Within the entries below, find each line containing the word "ExtractedItem" and copy it.
** Opening Extracted records block **
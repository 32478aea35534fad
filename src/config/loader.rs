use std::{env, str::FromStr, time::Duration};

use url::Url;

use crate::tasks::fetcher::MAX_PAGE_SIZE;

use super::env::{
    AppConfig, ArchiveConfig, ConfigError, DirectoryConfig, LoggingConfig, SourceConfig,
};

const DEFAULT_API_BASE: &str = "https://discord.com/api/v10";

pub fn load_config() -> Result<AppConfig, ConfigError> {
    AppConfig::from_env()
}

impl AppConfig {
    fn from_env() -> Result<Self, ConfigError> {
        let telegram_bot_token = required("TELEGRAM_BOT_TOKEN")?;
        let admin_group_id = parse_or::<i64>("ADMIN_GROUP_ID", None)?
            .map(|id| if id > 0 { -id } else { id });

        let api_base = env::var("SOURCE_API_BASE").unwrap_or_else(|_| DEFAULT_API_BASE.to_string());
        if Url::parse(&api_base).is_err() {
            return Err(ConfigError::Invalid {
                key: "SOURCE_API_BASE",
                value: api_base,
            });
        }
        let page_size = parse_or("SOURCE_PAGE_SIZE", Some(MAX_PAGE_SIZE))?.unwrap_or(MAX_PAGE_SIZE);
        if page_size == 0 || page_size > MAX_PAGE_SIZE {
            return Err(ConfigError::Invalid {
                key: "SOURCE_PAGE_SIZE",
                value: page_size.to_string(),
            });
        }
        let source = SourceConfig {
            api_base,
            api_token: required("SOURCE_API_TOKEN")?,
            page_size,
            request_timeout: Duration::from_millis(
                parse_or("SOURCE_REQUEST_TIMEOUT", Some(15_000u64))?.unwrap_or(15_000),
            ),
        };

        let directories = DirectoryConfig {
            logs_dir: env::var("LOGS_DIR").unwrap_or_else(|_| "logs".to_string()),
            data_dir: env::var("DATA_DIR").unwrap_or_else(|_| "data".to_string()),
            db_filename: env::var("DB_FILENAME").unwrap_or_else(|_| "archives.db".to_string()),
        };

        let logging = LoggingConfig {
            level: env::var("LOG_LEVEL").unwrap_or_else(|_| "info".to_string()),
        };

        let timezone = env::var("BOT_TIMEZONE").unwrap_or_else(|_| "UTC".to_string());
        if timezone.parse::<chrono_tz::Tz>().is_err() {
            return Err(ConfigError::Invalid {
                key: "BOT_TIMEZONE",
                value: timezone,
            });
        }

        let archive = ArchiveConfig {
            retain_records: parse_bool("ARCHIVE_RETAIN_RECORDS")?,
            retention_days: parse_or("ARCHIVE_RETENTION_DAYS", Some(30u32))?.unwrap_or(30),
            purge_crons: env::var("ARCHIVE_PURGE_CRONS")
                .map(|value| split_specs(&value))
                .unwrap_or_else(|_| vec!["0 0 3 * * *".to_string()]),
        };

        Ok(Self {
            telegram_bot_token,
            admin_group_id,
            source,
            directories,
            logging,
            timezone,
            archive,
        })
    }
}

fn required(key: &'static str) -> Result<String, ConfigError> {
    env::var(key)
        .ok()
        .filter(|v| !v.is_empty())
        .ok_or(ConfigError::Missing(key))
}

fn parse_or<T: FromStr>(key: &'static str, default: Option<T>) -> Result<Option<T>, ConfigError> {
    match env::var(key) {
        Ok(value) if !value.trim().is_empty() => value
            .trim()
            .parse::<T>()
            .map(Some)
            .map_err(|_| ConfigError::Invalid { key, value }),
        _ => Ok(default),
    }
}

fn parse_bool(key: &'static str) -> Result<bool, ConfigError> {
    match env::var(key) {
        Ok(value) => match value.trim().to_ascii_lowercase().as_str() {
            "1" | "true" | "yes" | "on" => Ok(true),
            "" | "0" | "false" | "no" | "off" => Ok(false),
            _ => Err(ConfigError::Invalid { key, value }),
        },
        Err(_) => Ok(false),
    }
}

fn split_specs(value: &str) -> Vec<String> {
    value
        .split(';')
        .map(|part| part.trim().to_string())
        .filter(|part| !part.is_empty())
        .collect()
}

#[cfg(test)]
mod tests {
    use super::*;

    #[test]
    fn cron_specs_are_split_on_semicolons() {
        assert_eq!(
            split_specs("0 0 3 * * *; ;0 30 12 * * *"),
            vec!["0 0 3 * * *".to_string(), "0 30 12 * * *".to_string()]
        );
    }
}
** Closing Extracted records block **
** Opening Extracted records block **
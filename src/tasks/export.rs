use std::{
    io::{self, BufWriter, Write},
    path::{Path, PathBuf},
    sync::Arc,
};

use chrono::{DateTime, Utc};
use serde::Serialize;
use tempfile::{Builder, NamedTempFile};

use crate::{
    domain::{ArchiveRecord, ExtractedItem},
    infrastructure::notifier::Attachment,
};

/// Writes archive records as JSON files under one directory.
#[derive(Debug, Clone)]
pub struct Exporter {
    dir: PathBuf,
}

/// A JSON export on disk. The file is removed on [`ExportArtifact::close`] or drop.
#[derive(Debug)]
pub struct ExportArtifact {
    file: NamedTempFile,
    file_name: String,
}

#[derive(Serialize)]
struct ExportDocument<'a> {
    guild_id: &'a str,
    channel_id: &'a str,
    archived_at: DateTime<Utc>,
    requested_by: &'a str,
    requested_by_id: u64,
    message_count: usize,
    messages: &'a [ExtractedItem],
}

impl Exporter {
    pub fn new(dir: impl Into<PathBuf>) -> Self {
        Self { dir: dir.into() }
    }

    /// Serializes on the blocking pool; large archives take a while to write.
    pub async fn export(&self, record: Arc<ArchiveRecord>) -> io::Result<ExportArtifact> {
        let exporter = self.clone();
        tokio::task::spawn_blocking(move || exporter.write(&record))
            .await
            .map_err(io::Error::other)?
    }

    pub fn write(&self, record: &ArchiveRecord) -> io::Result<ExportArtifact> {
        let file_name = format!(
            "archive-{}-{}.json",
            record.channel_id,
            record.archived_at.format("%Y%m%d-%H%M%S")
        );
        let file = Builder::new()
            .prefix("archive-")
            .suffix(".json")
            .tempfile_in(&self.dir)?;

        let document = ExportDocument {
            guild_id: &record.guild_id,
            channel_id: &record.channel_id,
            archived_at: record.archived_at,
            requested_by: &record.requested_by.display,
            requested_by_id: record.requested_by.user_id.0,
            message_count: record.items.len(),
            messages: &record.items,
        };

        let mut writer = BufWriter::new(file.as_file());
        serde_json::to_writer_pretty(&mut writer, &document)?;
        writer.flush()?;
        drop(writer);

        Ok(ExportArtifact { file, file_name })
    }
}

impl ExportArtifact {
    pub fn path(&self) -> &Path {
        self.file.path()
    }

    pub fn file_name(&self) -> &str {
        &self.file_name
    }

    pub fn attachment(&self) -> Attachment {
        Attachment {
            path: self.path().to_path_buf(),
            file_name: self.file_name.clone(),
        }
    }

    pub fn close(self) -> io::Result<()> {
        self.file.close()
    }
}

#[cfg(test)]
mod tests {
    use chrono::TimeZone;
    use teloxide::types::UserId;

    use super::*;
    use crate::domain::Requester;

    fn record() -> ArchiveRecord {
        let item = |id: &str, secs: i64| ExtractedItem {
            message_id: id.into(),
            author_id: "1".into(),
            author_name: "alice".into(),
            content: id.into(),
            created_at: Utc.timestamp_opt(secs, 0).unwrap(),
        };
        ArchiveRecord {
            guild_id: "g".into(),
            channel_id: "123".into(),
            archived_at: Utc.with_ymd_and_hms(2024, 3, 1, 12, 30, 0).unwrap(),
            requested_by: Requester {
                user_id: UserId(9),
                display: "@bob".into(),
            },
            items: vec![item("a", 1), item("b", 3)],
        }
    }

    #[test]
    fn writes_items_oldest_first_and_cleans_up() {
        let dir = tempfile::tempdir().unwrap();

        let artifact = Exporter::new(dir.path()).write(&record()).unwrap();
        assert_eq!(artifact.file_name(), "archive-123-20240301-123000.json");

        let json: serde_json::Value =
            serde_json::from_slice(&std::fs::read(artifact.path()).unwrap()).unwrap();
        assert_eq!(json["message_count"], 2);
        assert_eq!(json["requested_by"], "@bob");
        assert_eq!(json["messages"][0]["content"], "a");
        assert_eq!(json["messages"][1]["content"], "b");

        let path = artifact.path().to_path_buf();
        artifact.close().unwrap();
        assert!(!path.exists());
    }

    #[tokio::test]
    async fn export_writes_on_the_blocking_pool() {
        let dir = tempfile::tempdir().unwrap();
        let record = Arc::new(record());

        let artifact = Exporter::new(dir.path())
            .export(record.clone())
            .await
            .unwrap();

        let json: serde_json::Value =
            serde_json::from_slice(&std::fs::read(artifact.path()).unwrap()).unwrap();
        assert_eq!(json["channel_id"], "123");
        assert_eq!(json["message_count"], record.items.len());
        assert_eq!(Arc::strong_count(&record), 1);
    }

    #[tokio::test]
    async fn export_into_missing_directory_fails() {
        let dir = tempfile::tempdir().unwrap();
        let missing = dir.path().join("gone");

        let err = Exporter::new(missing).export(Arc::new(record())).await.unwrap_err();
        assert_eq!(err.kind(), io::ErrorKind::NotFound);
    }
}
** Closing Extracted records block **
Exercise solution -
    domain::{ArchiveRecord, ExtractedItem},
    messages: &'a [ExtractedItem],
        let item = |id: &str, secs: i64| ExtractedItem {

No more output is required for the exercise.